(Stored data)
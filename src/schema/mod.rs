//! Database schema introspection with caching.
//!
//! Dialect-specific introspectors extract tables, columns, primary keys, and
//! foreign keys; `SchemaManager` fronts them with a TTL cache keyed by the
//! request pattern. The cache is per-manager (per-gateway), never global, so
//! multi-database processes do not cross-pollute.

mod mysql;
mod postgres;
mod sqlite;

pub use mysql::MySqlIntrospector;
pub use postgres::PostgresIntrospector;
pub use sqlite::SqliteIntrospector;

use std::collections::HashMap;
use std::sync::{Arc, Mutex};
use std::time::{Duration, Instant};

use async_trait::async_trait;
use indexmap::IndexMap;
use serde::{Deserialize, Serialize};

use crate::db::{DatabaseKind, Gateway, Row};
use crate::error::Result;

/// Full schema map: `schema.table` → table details, in discovery order.
pub type SchemaInfo = IndexMap<String, TableSchema>;

/// Structured details for one table.
#[derive(Debug, Clone, Serialize, Deserialize)]
pub struct TableSchema {
    pub schema: String,
    pub name: String,
    #[serde(rename = "type")]
    pub kind: String,
    pub columns: IndexMap<String, ColumnSchema>,
    pub primary_keys: Vec<String>,
    pub foreign_keys: Vec<ForeignKeyRef>,
}

/// Structured details for one column.
#[derive(Debug, Clone, Serialize, Deserialize)]
pub struct ColumnSchema {
    pub data_type: String,
    pub nullable: bool,
    pub default: Option<String>,
    #[serde(skip_serializing_if = "Option::is_none")]
    pub max_length: Option<i64>,
    #[serde(skip_serializing_if = "Option::is_none")]
    pub precision: Option<i64>,
    #[serde(skip_serializing_if = "Option::is_none")]
    pub scale: Option<i64>,
}

/// A foreign-key reference from one column to another table's column.
#[derive(Debug, Clone, Serialize, Deserialize)]
pub struct ForeignKeyRef {
    pub column: String,
    pub references: ForeignKeyTarget,
}

/// Target side of a foreign key.
#[derive(Debug, Clone, Serialize, Deserialize)]
pub struct ForeignKeyTarget {
    pub table: String,
    pub column: String,
}

/// Basic listing of user tables.
#[derive(Debug, Clone, Serialize, Deserialize)]
pub struct TableListing {
    pub tables: Vec<TableRef>,
    pub total_tables: usize,
}

/// One entry in a table listing.
#[derive(Debug, Clone, Serialize, Deserialize)]
pub struct TableRef {
    pub schema: String,
    pub name: String,
    pub full_name: String,
    #[serde(rename = "type")]
    pub kind: String,
}

/// Raw table identity produced by the introspectors.
#[derive(Debug, Clone)]
pub struct TableInfo {
    pub schema: String,
    pub name: String,
    pub kind: String,
}

impl TableInfo {
    pub fn full_name(&self) -> String {
        format!("{}.{}", self.schema, self.name)
    }
}

/// Raw column record produced by the introspectors.
#[derive(Debug, Clone)]
pub struct ColumnInfo {
    pub schema: String,
    pub table: String,
    pub column: String,
    pub data_type: String,
    pub nullable: bool,
    pub default: Option<String>,
    pub max_length: Option<i64>,
    pub precision: Option<i64>,
    pub scale: Option<i64>,
}

/// Raw primary-key record produced by the introspectors.
#[derive(Debug, Clone)]
pub struct PrimaryKeyInfo {
    pub schema: String,
    pub table: String,
    pub column: String,
}

/// Raw foreign-key record produced by the introspectors.
#[derive(Debug, Clone)]
pub struct ForeignKeyInfo {
    pub schema: String,
    pub table: String,
    pub column: String,
    pub foreign_schema: String,
    pub foreign_table: String,
    pub foreign_column: String,
}

/// Dialect-specific metadata extraction.
///
/// The column/key queries are restricted to the table set discovered first,
/// which bounds the work for pattern-filtered requests.
#[async_trait]
pub trait SchemaIntrospector: Send + Sync {
    async fn tables_info(
        &self,
        gateway: &Gateway,
        pattern: Option<&str>,
    ) -> Result<Vec<TableInfo>>;

    async fn columns_info(
        &self,
        gateway: &Gateway,
        tables: &[TableInfo],
    ) -> Result<Vec<ColumnInfo>>;

    async fn primary_keys_info(
        &self,
        gateway: &Gateway,
        tables: &[TableInfo],
    ) -> Result<Vec<PrimaryKeyInfo>>;

    async fn foreign_keys_info(
        &self,
        gateway: &Gateway,
        tables: &[TableInfo],
    ) -> Result<Vec<ForeignKeyInfo>>;

    async fn list_tables_info(&self, gateway: &Gateway) -> Result<Vec<TableInfo>>;
}

/// Picks the introspector matching a gateway's dialect. CSV reuses the
/// SQLite introspector against the embedded engine.
pub fn introspector_for(kind: DatabaseKind) -> Box<dyn SchemaIntrospector> {
    match kind {
        DatabaseKind::Postgres => Box::new(PostgresIntrospector),
        DatabaseKind::MySql => Box::new(MySqlIntrospector),
        DatabaseKind::Sqlite | DatabaseKind::Csv => Box::new(SqliteIntrospector),
    }
}

#[derive(Debug, Clone)]
enum CacheEntry {
    Schema(SchemaInfo),
    Listing(TableListing),
}

/// Manages schema introspection with a TTL cache.
pub struct SchemaManager {
    gateway: Arc<Gateway>,
    introspector: Box<dyn SchemaIntrospector>,
    cache_ttl: Duration,
    cache: Mutex<HashMap<String, (Instant, CacheEntry)>>,
}

impl SchemaManager {
    /// Creates a manager with the default 15 minute TTL.
    pub fn new(gateway: Arc<Gateway>) -> Self {
        Self::with_ttl(gateway, Duration::from_secs(crate::config::DEFAULT_CACHE_TTL_SECS))
    }

    /// Creates a manager with a custom cache TTL.
    pub fn with_ttl(gateway: Arc<Gateway>, cache_ttl: Duration) -> Self {
        let introspector = introspector_for(gateway.kind());
        Self {
            gateway,
            introspector,
            cache_ttl,
            cache: Mutex::new(HashMap::new()),
        }
    }

    /// Drops all cached entries.
    pub fn clear_schema_cache(&self) {
        self.cache
            .lock()
            .expect("schema cache lock poisoned")
            .clear();
    }

    /// Gets schema information, optionally filtered by a SQL LIKE pattern
    /// such as `public.user%` or `%order%`.
    pub async fn get_schema_info(&self, pattern: Option<&str>) -> Result<SchemaInfo> {
        let cache_key = format!("schema:{}", pattern.unwrap_or("all"));
        if let Some(CacheEntry::Schema(cached)) = self.cached(&cache_key) {
            return Ok(cached);
        }

        let schema_info = self.fetch_schema(pattern).await?;
        self.store(cache_key, CacheEntry::Schema(schema_info.clone()));
        Ok(schema_info)
    }

    /// Lists all user tables with basic information.
    pub async fn list_tables(&self) -> Result<TableListing> {
        let cache_key = "list_tables".to_string();
        if let Some(CacheEntry::Listing(cached)) = self.cached(&cache_key) {
            return Ok(cached);
        }

        let tables = self.introspector.list_tables_info(&self.gateway).await?;
        let listing = TableListing {
            total_tables: tables.len(),
            tables: tables
                .into_iter()
                .map(|t| TableRef {
                    full_name: t.full_name(),
                    schema: t.schema,
                    name: t.name,
                    kind: t.kind,
                })
                .collect(),
        };

        self.store(cache_key, CacheEntry::Listing(listing.clone()));
        Ok(listing)
    }

    fn cached(&self, key: &str) -> Option<CacheEntry> {
        let cache = self.cache.lock().expect("schema cache lock poisoned");
        match cache.get(key) {
            Some((stored_at, entry)) if stored_at.elapsed() < self.cache_ttl => {
                Some(entry.clone())
            }
            _ => None,
        }
    }

    fn store(&self, key: String, entry: CacheEntry) {
        // Last writer wins; regeneration is idempotent so races are harmless.
        self.cache
            .lock()
            .expect("schema cache lock poisoned")
            .insert(key, (Instant::now(), entry));
    }

    async fn fetch_schema(&self, pattern: Option<&str>) -> Result<SchemaInfo> {
        let tables = self
            .introspector
            .tables_info(&self.gateway, pattern)
            .await?;
        let columns = self.introspector.columns_info(&self.gateway, &tables).await?;
        let primary_keys = self
            .introspector
            .primary_keys_info(&self.gateway, &tables)
            .await?;
        let foreign_keys = self
            .introspector
            .foreign_keys_info(&self.gateway, &tables)
            .await?;

        let mut schema_info = SchemaInfo::new();
        for table in &tables {
            schema_info.insert(
                table.full_name(),
                TableSchema {
                    schema: table.schema.clone(),
                    name: table.name.clone(),
                    kind: table.kind.clone(),
                    columns: IndexMap::new(),
                    primary_keys: Vec::new(),
                    foreign_keys: Vec::new(),
                },
            );
        }

        for col in columns {
            let full_name = format!("{}.{}", col.schema, col.table);
            if let Some(table) = schema_info.get_mut(&full_name) {
                table.columns.insert(
                    col.column,
                    ColumnSchema {
                        data_type: col.data_type,
                        nullable: col.nullable,
                        default: col.default,
                        max_length: col.max_length,
                        precision: col.precision,
                        scale: col.scale,
                    },
                );
            }
        }

        for pk in primary_keys {
            let full_name = format!("{}.{}", pk.schema, pk.table);
            if let Some(table) = schema_info.get_mut(&full_name) {
                table.primary_keys.push(pk.column);
            }
        }

        for fk in foreign_keys {
            let full_name = format!("{}.{}", fk.schema, fk.table);
            if let Some(table) = schema_info.get_mut(&full_name) {
                table.foreign_keys.push(ForeignKeyRef {
                    column: fk.column,
                    references: ForeignKeyTarget {
                        table: format!("{}.{}", fk.foreign_schema, fk.foreign_table),
                        column: fk.foreign_column,
                    },
                });
            }
        }

        Ok(schema_info)
    }
}

// Row extraction helpers shared by the introspectors.

pub(crate) fn row_str(row: &Row, key: &str) -> String {
    match row.get(key) {
        Some(serde_json::Value::String(s)) => s.clone(),
        Some(other) if !other.is_null() => other.to_string(),
        _ => String::new(),
    }
}

pub(crate) fn row_opt_str(row: &Row, key: &str) -> Option<String> {
    match row.get(key) {
        Some(serde_json::Value::String(s)) => Some(s.clone()),
        Some(serde_json::Value::Null) | None => None,
        Some(other) => Some(other.to_string()),
    }
}

pub(crate) fn row_opt_i64(row: &Row, key: &str) -> Option<i64> {
    row.get(key).and_then(|v| v.as_i64())
}

pub(crate) fn row_i64(row: &Row, key: &str) -> i64 {
    row_opt_i64(row, key).unwrap_or(0)
}

/// Escapes a literal for interpolation into a quoted SQL string. The values
/// come back from the catalog queries, but identifiers can contain quotes.
pub(crate) fn escape_literal(value: &str) -> String {
    value.replace('\'', "''")
}

/// Splits a `schema.table` pattern into its two LIKE parts, if dotted.
pub(crate) fn split_pattern(pattern: &str) -> Option<(String, String)> {
    pattern
        .split_once('.')
        .map(|(s, t)| (s.to_string(), t.to_string()))
}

— The problem —
Please return every line in the data that includes the string "ForeignKeyRef".

— Answer below —
    pub foreign_keys: Vec<ForeignKeyRef>,
pub struct ForeignKeyRef {
                table.foreign_keys.push(ForeignKeyRef {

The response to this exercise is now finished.